==== Provided records ====

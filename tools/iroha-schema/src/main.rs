// SPDX-License-Identifier: Apache-2.0 OR MIT
// Copyright (c) 2025-2026 naskel.com

//! Iroha query schema CLI
//!
//! Loads the query schema and encodes/decodes messages against it.
//!
//! # Usage
//!
//! ```bash
//! # Load and resolve the schema
//! iroha-schema check
//!
//! # Dump one type as JSON
//! iroha-schema dump --type iroha_data_model.query.Payload
//!
//! # Decode a response
//! iroha-schema decode --type iroha_data_model.query.VersionedPaginatedQueryResult \
//!     --version V1 --hex 01...
//!
//! # Encode a JSON value
//! iroha-schema encode --type iroha_data_model.pagination.Pagination \
//!     --json '{"Struct":[["start",{"Option":null}],["limit",{"Option":null}]]}'
//!
//! # Configuration
//! iroha-schema gen-config --output iroha-schema.toml
//! iroha-schema --config iroha-schema.toml decode --hex ...
//! ```

mod commands;
mod config;

use clap::{Parser, Subcommand};
use config::ToolConfig;
use std::path::PathBuf;
use tracing_subscriber::EnvFilter;

/// Iroha query schema tool
#[derive(Parser, Debug)]
#[command(name = "iroha-schema")]
#[command(about = "Inspect the Iroha 2 query schema and encode/decode messages")]
#[command(version)]
struct Args {
    /// Configuration file path
    #[arg(short, long)]
    config: Option<PathBuf>,

    /// Log level (trace, debug, info, warn, error); overrides the config file
    #[arg(long)]
    log_level: Option<String>,

    #[command(subcommand)]
    command: Commands,
}

#[derive(Subcommand, Debug)]
enum Commands {
    /// Load and resolve the schema, then print a summary
    Check,

    /// Print the schema (or one type) as JSON
    Dump {
        /// Fully-qualified type name
        #[arg(short, long = "type")]
        type_name: Option<String>,
    },

    /// List query variants with their wire tags
    Queries,

    /// Decode hex bytes and print the value as JSON
    Decode {
        /// Fully-qualified type name
        #[arg(short, long = "type", default_value = commands::DEFAULT_REQUEST_TYPE)]
        type_name: String,

        /// Hex-encoded message (optional 0x prefix, whitespace ignored)
        #[arg(long)]
        hex: String,

        /// Unwrap this envelope version (e.g. V1)
        #[arg(long)]
        version: Option<String>,
    },

    /// Encode a JSON value and print it as hex
    Encode {
        /// Fully-qualified type name
        #[arg(short, long = "type")]
        type_name: String,

        /// Value in JSON form
        #[arg(long, conflicts_with = "file")]
        json: Option<String>,

        /// Read the JSON value from a file
        #[arg(long)]
        file: Option<PathBuf>,

        /// Wrap the value in this envelope version (e.g. V1)
        #[arg(long)]
        version: Option<String>,
    },

    /// Generate example configuration file
    GenConfig {
        /// Output file path
        #[arg(short, long, default_value = "iroha-schema.toml")]
        output: PathBuf,
    },

    /// Validate a configuration file
    ValidateConfig {
        /// Configuration file path
        #[arg(short, long)]
        config: PathBuf,
    },
}

fn main() -> Result<(), Box<dyn std::error::Error>> {
    let args = Args::parse();

    let config = match &args.config {
        Some(path) => ToolConfig::from_file(path)?,
        None => ToolConfig::default(),
    };

    // Initialize logging
    let level = args.log_level.as_deref().unwrap_or(&config.log_level);
    let filter = EnvFilter::try_new(level).unwrap_or_else(|_| EnvFilter::new("info"));
    tracing_subscriber::fmt()
        .with_env_filter(filter)
        .with_target(false)
        .with_writer(std::io::stderr)
        .init();

    // Commands that do not need the schema
    match &args.command {
        Commands::GenConfig { output } => return print(commands::gen_config(output)),
        Commands::ValidateConfig { config } => {
            return match commands::validate_config(config) {
                Ok(out) => {
                    println!("{}", out);
                    Ok(())
                }
                Err(e) => {
                    eprintln!("Configuration invalid: {}", e);
                    std::process::exit(1);
                }
            };
        }
        Commands::Queries => return print(Ok(commands::queries())),
        _ => {}
    }

    let schema = iroha_data_model::load_schema()?;

    let output = match args.command {
        Commands::Check => Ok(commands::check(&schema)),
        Commands::Dump { type_name } => commands::dump(&schema, type_name.as_deref()),
        Commands::Decode {
            type_name,
            hex,
            version,
        } => commands::decode(
            &schema,
            &config.codec,
            &type_name,
            &hex,
            version.as_deref(),
        ),
        Commands::Encode {
            type_name,
            json,
            file,
            version,
        } => {
            let json = match (json, file) {
                (Some(json), _) => json,
                (None, Some(path)) => std::fs::read_to_string(path)?,
                (None, None) => return Err("encode needs --json or --file".into()),
            };
            commands::encode(&schema, &type_name, &json, version.as_deref())
        }
        Commands::GenConfig { .. } | Commands::ValidateConfig { .. } | Commands::Queries => {
            Ok(String::new())
        }
    };
    print(output)
}

fn print(output: commands::CmdResult<String>) -> Result<(), Box<dyn std::error::Error>> {
    let text = output?;
    if !text.is_empty() {
        println!("{}", text.trim_end());
    }
    Ok(())
}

====

Problem requirements -
Copy out the entries from the material above, matching each one exactly.

Result of this task -
filename tools/iroha-schema/src/main.rs
// SPDX-License-Identifier: Apache-2.0 OR MIT
// Copyright (c) 2025-2026 naskel.com

//! Iroha query schema CLI
//!
//! Loads the query schema and encodes/decodes messages against it.
//!
//! # Usage
//!
//! ```bash
//! # Load and resolve the schema
//! iroha-schema check
//!
//! # Dump one type as JSON
//! iroha-schema dump --type iroha_data_model.query.Payload
//!
//! # Decode a response
//! iroha-schema decode --type iroha_data_model.query.VersionedPaginatedQueryResult \
//!     --version V1 --hex 01...
//!
//! # Encode a JSON value
//! iroha-schema encode --type iroha_data_model.pagination.Pagination \
//!     --json '{"Struct":[["start",{"Option":null}],["limit",{"Option":null}]]}'
//!
//! # Configuration
//! iroha-schema gen-config --output iroha-schema.toml
//! iroha-schema --config iroha-schema.toml decode --hex ...
//! ```

mod commands;
mod config;

use clap::{Parser, Subcommand};
use config::ToolConfig;
use std::path::PathBuf;
use tracing_subscriber::EnvFilter;

/// Iroha query schema tool
#[derive(Parser, Debug)]
#[command(name = "iroha-schema")]
#[command(about = "Inspect the Iroha 2 query schema and encode/decode messages")]
#[command(version)]
struct Args {
    /// Configuration file path
    #[arg(short, long)]
    config: Option<PathBuf>,

    /// Log level (trace, debug, info, warn, error); overrides the config file
    #[arg(long)]
    log_level: Option<String>,

    #[command(subcommand)]
    command: Commands,
}

#[derive(Subcommand, Debug)]
enum Commands {
    /// Load and resolve the schema, then print a summary
    Check,

    /// Print the schema (or one type) as JSON
    Dump {
        /// Fully-qualified type name
        #[arg(short, long = "type")]
        type_name: Option<String>,
    },

    /// List query variants with their wire tags
    Queries,

    /// Decode hex bytes and print the value as JSON
    Decode {
        /// Fully-qualified type name
        #[arg(short, long = "type", default_value = commands::DEFAULT_REQUEST_TYPE)]
        type_name: String,

        /// Hex-encoded message (optional 0x prefix, whitespace ignored)
        #[arg(long)]
        hex: String,

        /// Unwrap this envelope version (e.g. V1)
        #[arg(long)]
        version: Option<String>,
    },

    /// Encode a JSON value and print it as hex
    Encode {
        /// Fully-qualified type name
        #[arg(short, long = "type")]
        type_name: String,

        /// Value in JSON form
        #[arg(long, conflicts_with = "file")]
        json: Option<String>,

        /// Read the JSON value from a file
        #[arg(long)]
        file: Option<PathBuf>,

        /// Wrap the value in this envelope version (e.g. V1)
        #[arg(long)]
        version: Option<String>,
    },

    /// Generate example configuration file
    GenConfig {
        /// Output file path
        #[arg(short, long, default_value = "iroha-schema.toml")]
        output: PathBuf,
    },

    /// Validate a configuration file
    ValidateConfig {
        /// Configuration file path
        #[arg(short, long)]
        config: PathBuf,
    },
}

fn main() -> Result<(), Box<dyn std::error::Error>> {
    let args = Args::parse();

    let config = match &args.config {
        Some(path) => ToolConfig::from_file(path)?,
        None => ToolConfig::default(),
    };

    // Initialize logging
    let level = args.log_level.as_deref().unwrap_or(&config.log_level);
    let filter = EnvFilter::try_new(level).unwrap_or_else(|_| EnvFilter::new("info"));
    tracing_subscriber::fmt()
        .with_env_filter(filter)
        .with_target(false)
        .with_writer(std::io::stderr)
        .init();

    // Commands that do not need the schema
    match &args.command {
        Commands::GenConfig { output } => return print(commands::gen_config(output)),
        Commands::ValidateConfig { config } => {
            return match commands::validate_config(config) {
                Ok(out) => {
                    println!("{}", out);
                    Ok(())
                }
                Err(e) => {
                    eprintln!("Configuration invalid: {}", e);
                    std::process::exit(1);
                }
            };
        }
        Commands::Queries => return print(Ok(commands::queries())),
        _ => {}
    }

    let schema = iroha_data_model::load_schema()?;

    let output = match args.command {
        Commands::Check => Ok(commands::check(&schema)),
        Commands::Dump { type_name } => commands::dump(&schema, type_name.as_deref()),
        Commands::Decode {
            type_name,
            hex,
            version,
        } => commands::decode(
            &schema,
            &config.codec,
            &type_name,
            &hex,
            version.as_deref(),
        ),
        Commands::Encode {
            type_name,
            json,
            file,
            version,
        } => {
            let json = match (json, file) {
                (Some(json), _) => json,
                (None, Some(path)) => std::fs::read_to_string(path)?,
                (None, None) => return Err("encode needs --json or --file".into()),
            };
            commands::encode(&schema, &type_name, &json, version.as_deref())
        }
        Commands::GenConfig { .. } | Commands::ValidateConfig { .. } | Commands::Queries => {
            Ok(String::new())
        }
    };
    print(output)
}

fn print(output: commands::CmdResult<String>) -> Result<(), Box<dyn std::error::Error>> {
    let text = output?;
    if !text.is_empty() {
        println!("{}", text.trim_end());
    }
    Ok(())
}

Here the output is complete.